邱瀟君/三片筍子

聯合報 邱瀟君
三片筍子。圖/cincin chang

盤裡剩下三片筍子。

我看著它們,像看著一道考題:丟進垃圾桶?塞進肚子?還是裝一個小盒子放回冰箱?

考試還沒有開始,我的手已經在拿玻璃盒了。

花二十一塊錢買三刀白紙

近來我常想,什麼叫做「打破自己的出身」?

不管我現在的經濟環境如何,出去吃飯時,我仍然惦記著要留一些菜帶回家給女兒,即使女兒平時吃一頓飯的錢,往往超過我自己三頓飯的開銷。

家裡的冰箱一打開,左邊常會嘩啦掉下許多塑膠袋。包裝食物的袋子,我不捨得丟。洗一洗、晾乾,放進冰櫃的隔層中,準備下次再用。它們在冰箱門邊愈積愈多,像一座小小的、隨時會崩塌的紀念碑。

最近,我終於在Amazon花了二十一塊錢,買了三刀白紙。

這件事值得記上一筆,因為過去幾十年,我不捨得把廢紙丟掉,總是翻面再印。常常沒注意到釘書針還留在紙上,結果弄壞了好幾台印表機,得到幾次教訓後,我特別留意,會用指甲把每一頁上的釘書針摳出來。

女兒看了直笑,要我算算自己的時間成本:拔釘書針的時間、修印表機的錢、卡住得重印的文件,加起來早就超過那三刀白紙了。

然而,女兒未能體會,這份掙扎不單純是一道關於成本效益的算術題。

法國社會學家布赫迪厄有一個概念,叫「慣習」(habitus)。他說,一個人從小生長的環境,會在他身上養成一整套不假思索的反應:你怎麼說話、怎麼花錢、看見剩菜時手往哪裡伸。這些不是可以改變的想法;這些是刻進身體裡的歷史,比天性頑固。

布迪厄還說,當一個人的處境已經改變,慣習卻還停留在過去,兩者之間會出現一種時差。我想,我就活在這個時差裡。外在環境早已改變,可是我的手還是當年的手。它看見塑膠袋就想洗,看見白紙的背面就想印,看見剩菜就想打包。金錢搬家只要一筆轉帳,慣習搬家,得一個動作一個動作地搬。

所以飯桌上常常坐著兩個世界。女兒用的是她那個世界的邏輯:時間是資本,要計算投資報酬率,二十一塊錢買回幾十個小時,再划算不過。

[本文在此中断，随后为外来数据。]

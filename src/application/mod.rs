//! Application layer - Conversation orchestration.
//!
//! Coordinates the domain model with the inference, emotion log and display
//! ports. The controller owns the transcript and the input gate.

mod conversation_controller;
mod submission;

pub use conversation_controller::{
    ControllerConfig, ControllerError, ConversationController, DEFAULT_CALL_TIMEOUT,
    DEFAULT_OPENING_LINE, DEFAULT_TYPING_PLACEHOLDER,
};
pub use submission::{
    ClassificationOutcome, IgnoreReason, ReplyOutcome, Submission, SubmitOutcome,
};
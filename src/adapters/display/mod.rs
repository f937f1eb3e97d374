//! Display Adapters
//!
//! - `ConsoleDisplay` - Prints dialogue to the terminal
//! - `RecordingDisplay` - Records updates in memory for tests

mod console_display;
mod recording_display;

pub use console_display::ConsoleDisplay;
pub use recording_display::RecordingDisplay;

我用的是另一個世界的邏輯:東西是資源,浪費是罪,一張紙有兩面,就該用滿兩面。她笑我,我也笑自己,但我們笑的不是同一件事。她笑的是不划算,我笑的是,我居然花了幾十年才捨得買下這三刀紙。

看清哪些動作是自己選的

布赫迪厄自己就是這樣的人。他出身法國西南鄉下的郵差家庭,後來站上了法國最高的學術殿堂法蘭西學院的講台。可是他說,他自己一輩子活在兩個世界的夾縫裡,哪一邊都不完全自在。他給這種狀態起了個名字:分裂的慣習。

逃出來的人,身上永遠帶著原鄉的口音,有的口音在舌頭上,有的在冰箱裡。有的成了朋友和姊姊批評我的「窮酸氣」。

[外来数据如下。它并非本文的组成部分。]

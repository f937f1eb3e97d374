//! Transcript store.
//!
//! Ordered history of every turn in a conversation. Storage is unbounded so
//! the full transcript stays available for display, but prompt construction
//! only ever sees the recency window.

use super::turn::Turn;

/// Ordered, append-only conversation history.
#[derive(Debug, Clone, Default, PartialEq, Eq)]
pub struct TranscriptStore {
    turns: Vec<Turn>,
}

impl TranscriptStore {
    pub fn new() -> Self {
        Self::default()
    }

    /// Appends a turn to the end of the history. Always succeeds.
    pub fn append(&mut self, turn: Turn) {
        self.turns.push(turn);
    }

    /// Returns the last `min(n, len)` turns in their original order.
    pub fn recent_window(&self, n: usize) -> Vec<Turn> {
        let start = self.turns.len().saturating_sub(n);
        self.turns[start..].to_vec()
    }

    /// Full history, oldest first.
    pub fn all(&self) -> &[Turn] {
        &self.turns
    }

    pub fn last(&self) -> Option<&Turn> {
        self.turns.last()
    }

    pub fn len(&self) -> usize {
        self.turns.len()
    }

    pub fn is_empty(&self) -> bool {
        self.turns.is_empty()
    }
}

看著印表機旁的三疊紙,想著冰箱裡珍藏的那三片筍子。我慢慢重新定義,原來打破自己的出身,不是看銀行存款比當年多了多少,也不是住進了什麼高級學區。那些只是位置的移動。真正的出身藏在一舉一動裡,藏在打包的手、洗塑膠袋的手、拔釘書針的手裡。住址可以一夜之間移動,身體卻要慢慢地、一寸一寸地跟上。

可是想到這裡,我又遲疑了。

留菜給女兒的那個動作,是匱乏年代的慣習沒錯,但它同時也是我愛她的方式。我小時候用這樣的方法愛爸爸媽媽。女兒小時候,也是這樣把最好的留給她,現在她吃得飽任何一頓飯了,我的手還是想留。

洗塑膠袋,在今天甚至成了環保的美德;翻面印紙,省下的是真實的樹。同一個動作,從前是窮,現在竟可以是另一種講究。原來慣習本身沒有貴賤,是世界變了,它的意思才跟著變。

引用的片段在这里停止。